Some tips for part-time investors 5 comments



(P.S: Sorry for any disturbances the advertisements above may have caused you)
With the stock market at historical highs and retail investors getting into the groove, I thought I might as well join in the fun. A common question asked by many part-time investors is how to juggle their investments with their office work effectively without jeopardising either. Here're some suggestions, some tried, some theoretical, some partly tongue-in-cheek in the mood of a lazy Saturday morning, so tread with care (and don't blame me if you are caught with the smoking gun!).

1. Get your boss on your side. Get him/her interested in stocks. Many of them already are anyway, so you don't have to try hard. Once their views on the relative benefits/evils of the stock market are aligned with yours, they will be more lenient towards any minor offences of investing/monitoring investments on the job. They may even look to you for stock tips, hence cementing the win-win relationship.

2. Find like-minded colleagues and find strength in a group. Then you can exchange tips on stocks and on new innovative ways to juggle work and investments. Nothing bonds like sex and money, and if you can't have one, try the other.

3. Outsource monitoring operations to family members. Most often it's the wife, if she's not working. Now, not only are you both bonded by coital relations, you're also bonded by monetary interests. One more topic to talk about at the end of the day.

4. Be careful about using your office computer to check stocks. NEVER use it for online trading. Exception is lunchtime where companies are usually amenable to employee usage of PCs for whatever purposes. Note that the computer audit trail goes all the way to the IT department. If usage for stock market-related purposes is interpreted as overt evidence of using office resources, as well as paid time, to do one's own stuff, then it won't look too good. Not unless it's your ah-kong's company.

5. There are three periods in the day when the time belongs to you. Early morning, lunch-time and after-office hours. (For SAF personnel, insert in morning break and tea break for a total of five). Use them well. Early morning -- check out overseas market performances, and more importantly, read the papers to find out latest fundamental developments/trends. Lunchtime -- review mid-day stock prices and decide whether you want to buy/sell.
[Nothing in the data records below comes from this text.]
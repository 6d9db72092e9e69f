//! # Search Tree Sampler
//!
//! Extracts a small, readable subgraph from a potentially huge search
//! tree. Depth is capped, wide nodes keep their best children by mean
//! value plus a random sample of the rest, and each node is colored by
//! a value tier so hot lines stand out in the exported picture.

use std::collections::VecDeque;
use std::path::{Path, PathBuf};

use rand::seq::index;
use rand::{Rng, SeedableRng};
use rand_xoshiro::Xoshiro256PlusPlus;
use tracing::info;

use crate::action::Action;
use crate::surface::{Canvas, SurfaceError, CHAR_H, MAX_DIM};

/// Read-only view of one search tree node.
pub trait SearchNode {
    fn visits(&self) -> u64;
    /// Accumulated value over all visits (not the mean).
    fn value(&self) -> f64;
    fn children(&self) -> Vec<&Self>;
    /// Action on the edge leading into this node; `None` at the root.
    fn action(&self) -> Option<&Action>;
}

/// Sampling bounds.
#[derive(Debug, Clone, Copy)]
pub struct SampleConfig {
    /// Levels below the root to expand.
    pub max_depth: usize,
    /// Children kept per node.
    pub max_children: usize,
}

impl Default for SampleConfig {
    fn default() -> Self {
        Self {
            max_depth: 3,
            max_children: 4,
        }
    }
}

/// Children guaranteed kept by mean value before random fill.
const TOP_KEEP: usize = 3;

/// Node coloring bucket by mean value.
#[derive(Debug, Clone, Copy, PartialEq, Eq)]
pub enum ValueTier {
    Hot,
    Warm,
    Mild,
    Faint,
    Neutral,
}

impl ValueTier {
    /// Buckets a mean value clamped into `[0, 1]`. Unvisited nodes are
    /// always neutral regardless of their stored value.
    pub fn from_mean(mean: f64, visits: u64) -> Self {
        if visits == 0 {
            return ValueTier::Neutral;
        }
        let mean = mean.clamp(0.0, 1.0);
        if mean > 0.8 {
            ValueTier::Hot
        } else if mean > 0.6 {
            ValueTier::Warm
        } else if mean > 0.4 {
            ValueTier::Mild
        } else if mean > 0.2 {
            ValueTier::Faint
        } else {
            ValueTier::Neutral
        }
    }

    fn rgb(self) -> [u8; 3] {
        match self {
            ValueTier::Hot => [255, 0, 0],
            ValueTier::Warm => [250, 128, 114],
            ValueTier::Mild => [240, 128, 128],
            ValueTier::Faint => [255, 228, 225],
            ValueTier::Neutral => [255, 255, 255],
        }
    }
}

/// One sampled node, ready for layout.
#[derive(Debug, Clone)]
pub struct GraphNode {
    pub label: String,
    pub tier: ValueTier,
    pub depth: usize,
    /// The root gets a fixed color instead of a tier color.
    pub is_root: bool,
}

/// Directed edge between sampled nodes, by index into the node list.
#[derive(Debug, Clone)]
pub struct GraphEdge {
    pub from: usize,
    pub to: usize,
    pub label: String,
}

/// Flattened sample of the search tree.
#[derive(Debug, Clone, Default)]
pub struct TreeGraph {
    pub nodes: Vec<GraphNode>,
    pub edges: Vec<GraphEdge>,
}

fn mean_value<N: SearchNode + ?Sized>(node: &N) -> f64 {
    if node.visits() == 0 {
        0.0
    } else {
        node.value() / node.visits() as f64
    }
}

fn node_label<N: SearchNode + ?Sized>(node: &N, is_root: bool) -> String {
    let prefix = if is_root { "Root\n" } else { "" };
    format!(
        "{prefix}Visits: {}\nValue: {:.2}",
        node.visits(),
        mean_value(node)
    )
}

/// Picks which of `children` survive: the `TOP_KEEP` best by mean value,
/// then a uniform sample without replacement from the remainder.
fn select_children<'a, N, R>(children: Vec<&'a N>, cap: usize, rng: &mut R) -> Vec<&'a N>
where
    N: SearchNode + ?Sized,
    R: Rng,
{
    let mut sorted = children;
    sorted.sort_by(|a, b| mean_value(*b).total_cmp(&mean_value(*a)));
    if sorted.len() <= cap {
        return sorted;
    }
    let keep = TOP_KEEP.min(cap);
    let mut out: Vec<&N> = sorted[..keep].to_vec();
    let rest = &sorted[keep..];
    let extra = cap - keep;
    for i in index::sample(rng, rest.len(), extra.min(rest.len())) {
        out.push(rest[i]);
    }
    out
}

/// Samples `root` breadth-first under the bounds in `cfg`.
pub fn sample_tree<N, R>(root: &N, cfg: SampleConfig, rng: &mut R) -> TreeGraph
where
    N: SearchNode + ?Sized,
    R: Rng,
{
    let mut graph = TreeGraph::default();
    graph.nodes.push(GraphNode {
        label: node_label(root, true),
        tier: ValueTier::from_mean(mean_value(root), root.visits()),
        depth: 0,
        is_root: true,
    });

    let mut queue: VecDeque<(&N, usize, usize)> = VecDeque::new();
    queue.push_back((root, 0, 0));

    while let Some((node, idx, depth)) = queue.pop_front() {
        if depth >= cfg.max_depth {
            continue;
        }
        for child in select_children(node.children(), cfg.max_children, rng) {
            let child_idx = graph.nodes.len();
            graph.nodes.push(GraphNode {
                label: node_label(child, false),
                tier: ValueTier::from_mean(mean_value(child), child.visits()),
                depth: depth + 1,
                is_root: false,
            });
            let label = child
                .action()
                .map(Action::edge_label)
                .unwrap_or_else(|| "No action".to_owned());
            graph.edges.push(GraphEdge {
                from: idx,
                to: child_idx,
                label,
            });
            queue.push_back((child, child_idx, depth + 1));
        }
    }
    graph
}

const NODE_W: u32 = 110;
const NODE_H: u32 = 44;
const ROW_GAP: u32 = 90;
const ROOT_COLOR: [u8; 3] = [173, 216, 230];

/// Renders a sampled tree as a PNG. When `path` is `None` the picture is
/// written to `mcts_tree.png` in the working directory.
pub fn render_tree_png<N: SearchNode + ?Sized>(
    root: &N,
    cfg: SampleConfig,
    path: Option<&Path>,
) -> Result<PathBuf, SurfaceError> {
    let mut rng = Xoshiro256PlusPlus::seed_from_u64(rand::random());
    let graph = sample_tree(root, cfg, &mut rng);
    let out = path
        .map(Path::to_path_buf)
        .unwrap_or_else(|| PathBuf::from("mcts_tree.png"));

    // Layered layout: one row per depth, nodes evenly spread.
    let depth_max = graph.nodes.iter().map(|n| n.depth).max().unwrap_or(0);
    let mut per_row = vec![0usize; depth_max + 1];
    for node in &graph.nodes {
        per_row[node.depth] += 1;
    }
    // Wide bottom rows are squeezed rather than growing the canvas past
    // what the surface accepts; the per-row step shrinks with it.
    let widest = per_row.iter().copied().max().unwrap_or(1).max(1);
    let width = (widest as u32 * (NODE_W + 30) + 60).clamp(400, MAX_DIM);
    let height = ((depth_max as u32 + 1) * (NODE_H + ROW_GAP) + 60).clamp(300, MAX_DIM);

    let mut canvas = Canvas::new(width, height)?;
    canvas.clear([245, 245, 245]);

    // Assign centers row by row in node order.
    let mut placed = vec![0usize; depth_max + 1];
    let mut centers = Vec::with_capacity(graph.nodes.len());
    for node in &graph.nodes {
        let row = node.depth;
        let slot = placed[row];
        placed[row] += 1;
        let step = width as i32 / per_row[row] as i32;
        let cx = step * slot as i32 + step / 2;
        let cy = 40 + row as i32 * (NODE_H + ROW_GAP) as i32;
        centers.push((cx, cy));
    }

    for edge in &graph.edges {
        let (x0, y0) = centers[edge.from];
        let (x1, y1) = centers[edge.to];
        canvas.draw_line(x0, y0 + NODE_H as i32 / 2, x1, y1 - NODE_H as i32 / 2, [90, 90, 90]);
        let (mx, my) = ((x0 + x1) / 2, (y0 + y1) / 2);
        canvas.draw_text(
            mx - Canvas::text_width(&edge.label) as i32 / 2,
            my,
            &edge.label,
            [40, 40, 40],
        );
    }

    for (i, node) in graph.nodes.iter().enumerate() {
        let (cx, cy) = centers[i];
        let x = cx - NODE_W as i32 / 2;
        let y = cy - NODE_H as i32 / 2;
        let fill = if node.is_root { ROOT_COLOR } else { node.tier.rgb() };
        canvas.fill_rect(x, y, NODE_W, NODE_H, fill);
        for (li, line) in node.label.lines().enumerate() {
            canvas.draw_text(
                x + 4,
                y + 4 + li as i32 * (CHAR_H as i32 + 1),
                line,
                [0, 0, 0],
            );
        }
    }

    canvas.save_png(&out)?;
    info!(path = %out.display(), nodes = graph.nodes.len(), "search tree exported");
    Ok(out)
}

#[cfg(test)]
mod tests {
    use super::*;

    struct Node {
        visits: u64,
        value: f64,
        action: Option<Action>,
        children: Vec<Node>,
    }

    impl Node {
        fn leaf(visits: u64, value: f64) -> Self {
            Self {
                visits,
                value,
                action: None,
                children: Vec::new(),
            }
        }
    }

    impl SearchNode for Node {
        fn visits(&self) -> u64 {
            self.visits
        }
        fn value(&self) -> f64 {
            self.value
        }
        fn children(&self) -> Vec<&Self> {
            self.children.iter().collect()
        }
        fn action(&self) -> Option<&Action> {
            self.action.as_ref()
        }
    }

    fn rng() -> Xoshiro256PlusPlus {
        Xoshiro256PlusPlus::seed_from_u64(7)
    }

    #[test]
    fn small_tree_sampled_in_full() {
        let root = Node {
            visits: 10,
            value: 6.0,
            action: None,
            children: vec![
                Node::leaf(5, 4.0),
                Node::leaf(3, 1.0),
                Node::leaf(0, 0.0),
            ],
        };
        let graph = sample_tree(&root, SampleConfig::default(), &mut rng());
        assert_eq!(graph.nodes.len(), 4);
        assert_eq!(graph.edges.len(), 3);
        assert!(graph.nodes[0].label.starts_with("Root\nVisits: 10"));
        assert!(graph.nodes[0].label.contains("Value: 0.60"));
        // Child means: 0.80, 0.33, unvisited.
        assert_eq!(graph.nodes[1].tier, ValueTier::Warm);
        assert_eq!(graph.nodes[2].tier, ValueTier::Faint);
        assert_eq!(graph.nodes[3].tier, ValueTier::Neutral);
    }

    #[test]
    fn unvisited_node_is_neutral_even_with_high_value() {
        assert_eq!(ValueTier::from_mean(0.95, 0), ValueTier::Neutral);
        assert_eq!(ValueTier::from_mean(0.95, 1), ValueTier::Hot);
        assert_eq!(ValueTier::from_mean(-3.0, 5), ValueTier::Neutral);
        assert_eq!(ValueTier::from_mean(7.0, 5), ValueTier::Hot);
    }

    #[test]
    fn wide_node_keeps_best_three() {
        let root = Node {
            visits: 100,
            value: 50.0,
            action: None,
            children: (0..10)
                .map(|i| Node::leaf(10, i as f64))
                .collect(),
        };
        let cfg = SampleConfig::default();
        let graph = sample_tree(&root, cfg, &mut rng());
        assert_eq!(graph.nodes.len(), 1 + cfg.max_children);
        // The three highest means (0.9, 0.8, 0.7) must survive the cut.
        for want in ["Value: 0.90", "Value: 0.80", "Value: 0.70"] {
            assert!(
                graph.nodes.iter().any(|n| n.label.contains(want)),
                "missing child {want}"
            );
        }
    }

    #[test]
    fn depth_cap_bounds_node_count() {
        fn deep(levels: usize) -> Node {
            let children = if levels == 0 {
                Vec::new()
            } else {
                (0..2).map(|_| deep(levels - 1)).collect()
            };
            Node {
                visits: 1,
                value: 0.5,
                action: None,
                children,
            }
        }
        let root = deep(6);
        let cfg = SampleConfig::default();
        let graph = sample_tree(&root, cfg, &mut rng());
        let deepest = graph.nodes.iter().map(|n| n.depth).max().unwrap();
        assert_eq!(deepest, cfg.max_depth);
        // Binary tree to depth 3: 1 + 2 + 4 + 8.
        assert_eq!(graph.nodes.len(), 15);
    }

    #[test]
    fn full_default_size_tree_exports() {
        // 4-ary tree filled to the depth cap: 64 nodes on the bottom row.
        fn full(levels: usize) -> Node {
            let children = if levels == 0 {
                Vec::new()
            } else {
                (0..4).map(|_| full(levels - 1)).collect()
            };
            Node {
                visits: 8,
                value: 4.0,
                action: None,
                children,
            }
        }
        let root = full(3);
        let path = std::env::temp_dir().join("railvis_full_tree.png");
        let out = render_tree_png(&root, SampleConfig::default(), Some(&path)).unwrap();
        assert_eq!(out, path);
        assert!(path.exists());
        let _ = std::fs::remove_file(&path);
    }

    #[test]
    fn edges_carry_action_labels() {
        let root = Node {
            visits: 4,
            value: 2.0,
            action: None,
            children: vec![Node {
                visits: 2,
                value: 1.0,
                action: Some(Action::ClaimRoute {
                    player: "Alice".into(),
                    from: "Denver".into(),
                    to: "Omaha".into(),
                    color: crate::snapshot::TrainColor::Red,
                }),
                children: Vec::new(),
            }],
        };
        let graph = sample_tree(&root, SampleConfig::default(), &mut rng());
        assert_eq!(graph.edges[0].label, "Claim Denver-Omaha");
    }
}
After-office -- check out corporate developments and overall sector/stock performances, in order to decide possible action for next day.

6. Find a mobile device that enables you to monitor stocks. Check with your broker on what stock monitoring services they provide; they usually do. Don't monitor the stocks (using the mobile device) the office. Make full use of your time. Do it in the pantry when you're getting fresh water supply or in the toilet behind closed doors.

7. A good service to use could be Singtel's I-DEAS News/Finance service. You customise a list of stocks beforehand online; then send an info-requesting SMS everytime you want current quotes on these stocks. The service sends back the required information. Very useful except that it sets you back you 20 cents every time.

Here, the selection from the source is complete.